## WORK TO BE COMPLETED
Restate the entries word for word, omitting nothing.

## SUPPLIED DATA
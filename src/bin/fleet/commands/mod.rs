//! Command implementations

pub mod cache;
pub mod completions;
pub mod probe;
pub mod profiles;
pub mod run;

use std::path::Path;

use anyhow::{Context, Result};
use fleet::util::config::find_config;
use fleet::FleetConfig;

/// Load the explicit config, the nearest `Fleet.toml`, or the defaults.
pub fn load_config(explicit: Option<&Path>) -> Result<FleetConfig> {
    if let Some(path) = explicit {
        return FleetConfig::load(path);
    }

    let cwd = std::env::current_dir().context("failed to get current directory")?;
    match find_config(&cwd) {
        Some(path) => {
            tracing::debug!("Using {}", path.display());
            FleetConfig::load(&path)
        }
        None => {
            tracing::debug!("No Fleet.toml found, using defaults");
            let mut config = FleetConfig::default();
            config.resolve_paths(&cwd);
            config.apply_env(|key| std::env::var(key).ok());
            Ok(config)
        }
    }
}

## WRITTEN SOLUTION
filename src/bin/fleet/commands/mod.rs
//! Command implementations

pub mod cache;
pub mod completions;
pub mod probe;
pub mod profiles;
pub mod run;

use std::path::Path;

use anyhow::{Context, Result};
use fleet::util::config::find_config;
use fleet::FleetConfig;

/// Load the explicit config, the nearest `Fleet.toml`, or the defaults.
pub fn load_config(explicit: Option<&Path>) -> Result<FleetConfig> {
    if let Some(path) = explicit {
        return FleetConfig::load(path);
    }

    let cwd = std::env::current_dir().context("failed to get current directory")?;
    match find_config(&cwd) {
        Some(path) => {
            tracing::debug!("Using {}", path.display());
            FleetConfig::load(&path)
        }
        None => {
            tracing::debug!("No Fleet.toml found, using defaults");
            let mut config = FleetConfig::default();
            config.resolve_paths(&cwd);
            config.apply_env(|key| std::env::var(key).ok());
            Ok(config)
        }
    }
}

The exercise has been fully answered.